===== Extracted records =====

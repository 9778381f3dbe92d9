use thiserror::Error;

pub type Result<T> = std::result::Result<T, WallError>;

#[derive(Error, Debug)]
pub enum WallError {
    #[error("Config error: {0}")]
    Config(String),

    #[error("Registry error: {0}")]
    Registry(String),

    #[error("Scene error: {0}")]
    Scene(String),

    #[error("Stream error: {0}")]
    Stream(String),

    #[error("Network error: {0}")]
    Network(String),

    #[error("IO error: {0}")]
    Io(#[from] std::io::Error),

    #[error("JSON error: {0}")]
    Json(#[from] serde_json::Error),

    #[error("Unknown error: {0}")]
    Unknown(String),
}

impl From<String> for WallError {
    fn from(s: String) -> Self {
        WallError::Unknown(s)
    }
}

impl From<&str> for WallError {
    fn from(s: &str) -> Self {
        WallError::Unknown(s.to_string())
    }
}
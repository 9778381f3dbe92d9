//! Display-node control channel.
//!
//! One WebSocket per display node. Events are handled one at a time per
//! session; separate sessions run on independent tasks. Config pushes are
//! queued on a per-session channel and forwarded by a writer task so the
//! registry lock is never held across socket I/O.

use axum::{
    extract::{
        ws::{Message, WebSocket, WebSocketUpgrade},
        State,
    },
    response::IntoResponse,
};
use futures::{SinkExt, StreamExt};
use tokio::sync::mpsc;
use tracing::{debug, info, warn};
use uuid::Uuid;

use crate::protocol::{ClientEvent, ConfigUpdate, ServerEvent};

use super::http::AppState;
use super::sse::notify_screens_updated;

pub async fn ws_handler(ws: WebSocketUpgrade, State(state): State<AppState>) -> impl IntoResponse {
    ws.on_upgrade(move |socket| handle_socket(socket, state))
}

async fn handle_socket(socket: WebSocket, state: AppState) {
    let session_id = Uuid::new_v4();
    let (mut sink, mut stream) = socket.split();
    let (tx, mut rx) = mpsc::unbounded_channel::<ServerEvent>();

    let writer = tokio::spawn(async move {
        while let Some(event) = rx.recv().await {
            let text = match serde_json::to_string(&event) {
                Ok(text) => text,
                Err(e) => {
                    warn!("Cannot encode server event: {}", e);
                    continue;
                }
            };
            if sink.send(Message::Text(text)).await.is_err() {
                break;
            }
        }
    });

    let mut registered = false;

    while let Some(message) = stream.next().await {
        let message = match message {
            Ok(message) => message,
            Err(e) => {
                debug!("Control channel error on {}: {}", session_id, e);
                break;
            }
        };

        match message {
            Message::Text(text) => match serde_json::from_str::<ClientEvent>(&text) {
                Ok(ClientEvent::RegisterScreen(announce)) => {
                    let node = {
                        let mut registry = state.registry.write().await;
                        registry.register(session_id, announce, tx.clone())
                    };
                    registered = true;
                    info!("Screen registered: {} ({})", node.name, node.ip);

                    // Initial configuration for the fresh session.
                    let _ = tx.send(ServerEvent::ConfigUpdate(ConfigUpdate::plain(
                        node.layout,
                        node.cameras,
                    )));
                    broadcast_screens(&state).await;
                }
                Ok(ClientEvent::Heartbeat) => {
                    state.registry.write().await.heartbeat(session_id);
                }
                Err(e) => {
                    warn!("Unrecognized control event: {}", e);
                }
            },
            Message::Close(_) => break,
            // Pings are answered by axum; binary frames are not part of
            // the protocol.
            _ => {}
        }
    }

    if registered {
        let removed = state.registry.write().await.unregister(session_id);
        if let Some(node) = removed {
            info!("Screen disconnected: {}", node.name);
            broadcast_screens(&state).await;
        }
    }

    writer.abort();
}

async fn broadcast_screens(state: &AppState) {
    let screens = state.registry.read().await.nodes();
    notify_screens_updated(screens);
}
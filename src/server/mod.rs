pub mod api;
pub mod http;
pub mod sse;
pub mod ws;

pub use http::HttpServer;
use axum::{
    http::StatusCode,
    routing::{get, post},
    Json, Router,
};
use chrono::{DateTime, Utc};
use std::net::SocketAddr;
use std::sync::Arc;
use tokio::sync::RwLock;
use tower_http::cors::CorsLayer;
use tower_http::trace::TraceLayer;
use tracing::info;

use crate::cameras::CameraStore;
use crate::controller::Controller;
use crate::registry::Registry;
use crate::scenes::SceneStore;
use crate::{Result, WallError};

use super::api;
use super::sse::sse_handler;
use super::ws::ws_handler;

pub struct HttpServer {
    pub registry: Arc<RwLock<Registry>>,
    pub cameras: Arc<CameraStore>,
    pub controller: Arc<Controller>,
    pub started_at: DateTime<Utc>,
}

#[derive(Clone)]
pub struct AppState {
    pub registry: Arc<RwLock<Registry>>,
    pub cameras: Arc<CameraStore>,
    pub controller: Arc<Controller>,
    pub started_at: DateTime<Utc>,
}

impl HttpServer {
    pub fn new(cameras: CameraStore, scenes: SceneStore) -> Self {
        let registry = Arc::new(RwLock::new(Registry::new()));
        let scenes = Arc::new(RwLock::new(scenes));
        let controller = Arc::new(Controller::new(Arc::clone(&registry), scenes));

        Self {
            registry,
            cameras: Arc::new(cameras),
            controller,
            started_at: Utc::now(),
        }
    }

    pub async fn run(self, port: u16) -> Result<()> {
        let state = AppState {
            registry: Arc::clone(&self.registry),
            cameras: Arc::clone(&self.cameras),
            controller: Arc::clone(&self.controller),
            started_at: self.started_at,
        };

        let app = Router::new()
            .route("/health", get(health_check))

            // Display-node control channel and operator event stream
            .route("/ws", get(ws_handler))
            .route("/events", get(sse_handler))

            .route("/api/status", get(api::get_status))
            .route("/api/cameras", get(api::list_cameras))
            .route("/api/screens", get(api::list_screens))
            .route("/api/screen/:id/config", post(api::update_screen_config))
            .route("/api/screens/positions", post(api::update_screen_positions))
            .route("/api/rtsp/:id", get(api::get_stream_url))
            .route("/api/scenes", get(api::list_scenes).post(api::create_scene))
            .route(
                "/api/scenes/:id",
                axum::routing::put(api::update_scene).delete(api::delete_scene),
            )
            .route("/api/scenes/:id/apply", post(api::apply_scene))

            .with_state(state)
            .layer(CorsLayer::permissive())
            .layer(TraceLayer::new_for_http());

        let addr = SocketAddr::from(([0, 0, 0, 0], port));
        info!("Wallcast server listening on http://{}", addr);

        let listener = tokio::net::TcpListener::bind(addr)
            .await
            .map_err(|e| WallError::Network(format!("Failed to bind to port {}: {}", port, e)))?;

        axum::serve(listener, app)
            .await
            .map_err(|e| WallError::Network(format!("Server error: {}", e)))?;

        Ok(())
    }
}

async fn health_check() -> (StatusCode, Json<serde_json::Value>) {
    (
        StatusCode::OK,
        Json(serde_json::json!({
            "status": "healthy",
            "service": "wallcast",
            "version": env!("CARGO_PKG_VERSION"),
        })),
    )
}
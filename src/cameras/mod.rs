//! Read-only camera capability store.
//!
//! Loaded once at startup from a JSON file maintained by the capability
//! probing utility; the server never mutates it.

use serde::{Deserialize, Serialize};
use std::collections::HashMap;
use std::path::Path;
use tracing::{info, warn};

use crate::Layout;

/// Per-layout override block: any field present here wins over the
/// built-in layout defaults when building a stream URL.
#[derive(Debug, Clone, Default, Serialize, Deserialize)]
pub struct StreamOverrides {
    #[serde(default, skip_serializing_if = "Option::is_none")]
    pub channel: Option<u32>,
    #[serde(default, skip_serializing_if = "Option::is_none")]
    pub stream: Option<u32>,
    #[serde(default, skip_serializing_if = "Option::is_none")]
    pub resolution: Option<String>,
    #[serde(default, skip_serializing_if = "Option::is_none")]
    pub fps: Option<u32>,
    #[serde(default, skip_serializing_if = "Option::is_none")]
    pub quality: Option<String>,
}

#[derive(Debug, Clone, Serialize, Deserialize)]
pub struct Camera {
    pub id: u32,
    #[serde(default)]
    pub name: String,
    #[serde(default)]
    pub zone: String,
    #[serde(default)]
    pub model: String,
    #[serde(default)]
    pub ip: String,
    #[serde(default)]
    pub login: Option<String>,
    #[serde(default)]
    pub password: Option<String>,
    #[serde(default = "default_port")]
    pub port: u16,
    #[serde(default)]
    pub channel: Option<u32>,
    #[serde(default)]
    pub stream: Option<u32>,
    #[serde(default)]
    pub stream_resolution: Option<String>,
    #[serde(default)]
    pub stream_fps: Option<u32>,
    #[serde(default)]
    pub quality: Option<String>,
    /// URL template with `{login}`/`{password}`/`{ip}`/`{port}`/`{channel}`/
    /// `{stream}`/`{resolution}`/`{fps}`/`{quality}` placeholders. Absent for
    /// cameras using the fixed vendor URL.
    #[serde(default)]
    pub rtsp_template: Option<String>,
    #[serde(default)]
    pub layout_config: HashMap<Layout, StreamOverrides>,
    #[serde(default)]
    pub supported_resolutions: Vec<String>,
    #[serde(default)]
    pub high_quality: Option<String>,
    #[serde(default)]
    pub low_quality: Option<String>,
    #[serde(default)]
    pub main_stream: Option<u32>,
    #[serde(default)]
    pub sub_stream: Option<u32>,
    #[serde(default)]
    pub main_channel: Option<u32>,
    #[serde(default)]
    pub sub_channel: Option<u32>,
    #[serde(default)]
    pub sub_resolution: Option<String>,
}

fn default_port() -> u16 {
    554
}

impl Camera {
    pub fn display_name(&self) -> String {
        if self.name.is_empty() {
            format!("Camera {}", self.id)
        } else {
            self.name.clone()
        }
    }
}

#[derive(Debug, Default, Deserialize)]
struct CameraFile {
    #[serde(default)]
    cameras: Vec<Camera>,
}

pub struct CameraStore {
    cameras: Vec<Camera>,
    index: HashMap<u32, usize>,
}

impl CameraStore {
    /// Load the capability list. A missing or unreadable file leaves the
    /// store empty; the server keeps running without cameras.
    pub fn load(path: impl AsRef<Path>) -> Self {
        let path = path.as_ref();
        let cameras = match std::fs::read_to_string(path) {
            Ok(raw) => match serde_json::from_str::<CameraFile>(&raw) {
                Ok(file) => {
                    info!("Loaded {} cameras from {}", file.cameras.len(), path.display());
                    file.cameras
                }
                Err(e) => {
                    warn!("Cannot parse {}: {}", path.display(), e);
                    Vec::new()
                }
            },
            Err(e) => {
                warn!("Cannot read {}: {}", path.display(), e);
                Vec::new()
            }
        };
        Self::from_cameras(cameras)
    }

    pub fn from_cameras(cameras: Vec<Camera>) -> Self {
        let index = cameras
            .iter()
            .enumerate()
            .map(|(i, cam)| (cam.id, i))
            .collect();
        Self { cameras, index }
    }

    pub fn get(&self, id: u32) -> Option<&Camera> {
        self.index.get(&id).map(|&i| &self.cameras[i])
    }

    pub fn all(&self) -> &[Camera] {
        &self.cameras
    }

    pub fn len(&self) -> usize {
        self.cameras.len()
    }

    pub fn is_empty(&self) -> bool {
        self.cameras.is_empty()
    }
}
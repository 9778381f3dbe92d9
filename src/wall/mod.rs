//! Video-wall group detection.
//!
//! A group is exactly four screens in `1x1` layout showing the same camera,
//! physically arranged as a 2x2 grid. Detection is a pure function over a
//! registry snapshot plus the position map; it keeps no state and can be
//! re-run after every configuration or position change.

use std::collections::{HashMap, HashSet};

use crate::registry::{DisplayNode, SessionId};
use crate::{Layout, Position, Quadrant};

/// Reference cell size of one physical screen on the floor plan.
pub const SCREEN_WIDTH: i32 = 420;
pub const SCREEN_HEIGHT: i32 = 300;
/// Allowed misalignment when checking the 2x2 arrangement.
pub const POSITION_TOLERANCE: i32 = 50;

#[derive(Debug, Clone, PartialEq, Eq)]
pub struct GroupMember {
    pub session_id: SessionId,
    pub position: Position,
    pub quadrant: Quadrant,
}

#[derive(Debug, Clone, PartialEq, Eq)]
pub struct VideoWallGroup {
    pub camera_id: u32,
    /// Exactly four members, in quadrant order top-left, top-right,
    /// bottom-left, bottom-right.
    pub members: Vec<GroupMember>,
}

impl VideoWallGroup {
    pub fn member(&self, session_id: SessionId) -> Option<&GroupMember> {
        self.members.iter().find(|m| m.session_id == session_id)
    }

    pub fn contains(&self, session_id: SessionId) -> bool {
        self.member(session_id).is_some()
    }
}

/// Detect all video-wall groups. Candidates are visited in session-id order
/// so the result does not depend on map iteration order.
pub fn detect_groups(
    nodes: &HashMap<SessionId, DisplayNode>,
    positions: &HashMap<SessionId, Position>,
) -> Vec<VideoWallGroup> {
    let mut groups = Vec::new();
    let mut visited: HashSet<SessionId> = HashSet::new();

    let mut ordered: Vec<&DisplayNode> = nodes.values().collect();
    ordered.sort_by_key(|n| n.id);

    for seed in &ordered {
        if visited.contains(&seed.id) {
            continue;
        }
        let Some(camera_id) = single_camera(seed) else {
            continue;
        };

        let matching: Vec<(SessionId, Position)> = ordered
            .iter()
            .filter(|n| !visited.contains(&n.id))
            .filter(|n| single_camera(n) == Some(camera_id))
            .map(|n| (n.id, positions.get(&n.id).copied().unwrap_or_default()))
            .collect();

        // Partial walls never form a group; anything but an exact 2x2 set
        // is a normal "no group" outcome, not an error.
        if matching.len() != 4 {
            continue;
        }

        if let Some(members) = arrange_2x2(matching) {
            for member in &members {
                visited.insert(member.session_id);
            }
            groups.push(VideoWallGroup { camera_id, members });
        }
    }

    groups
}

/// A node only seeds or joins a group when it is full-screen on one camera.
fn single_camera(node: &DisplayNode) -> Option<u32> {
    if node.layout != Layout::OneByOne {
        return None;
    }
    node.cameras.first().copied().flatten()
}

/// Check the 2x2 arrangement and assign quadrants by (y, x) order.
fn arrange_2x2(mut candidates: Vec<(SessionId, Position)>) -> Option<Vec<GroupMember>> {
    candidates.sort_by_key(|(_, pos)| (pos.y, pos.x));

    let mut xs: Vec<i32> = candidates.iter().map(|(_, p)| p.x).collect();
    let mut ys: Vec<i32> = candidates.iter().map(|(_, p)| p.y).collect();
    xs.sort_unstable();
    xs.dedup();
    ys.sort_unstable();
    ys.dedup();

    if xs.len() != 2 || ys.len() != 2 {
        return None;
    }
    if (xs[1] - xs[0] - SCREEN_WIDTH).abs() > POSITION_TOLERANCE {
        return None;
    }
    if (ys[1] - ys[0] - SCREEN_HEIGHT).abs() > POSITION_TOLERANCE {
        return None;
    }

    const QUADRANTS: [Quadrant; 4] = [
        Quadrant::TopLeft,
        Quadrant::TopRight,
        Quadrant::BottomLeft,
        Quadrant::BottomRight,
    ];

    Some(
        candidates
            .into_iter()
            .zip(QUADRANTS)
            .map(|((session_id, position), quadrant)| GroupMember {
                session_id,
                position,
                quadrant,
            })
            .collect(),
    )
}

=====

_Task instructions:_
Out of the preceding entries, pull every line containing the string "arrangement".

_Written response:_
/// Allowed misalignment when checking the 2x2 arrangement.
/// Check the 2x2 arrangement and assign quadrants by (y, x) order.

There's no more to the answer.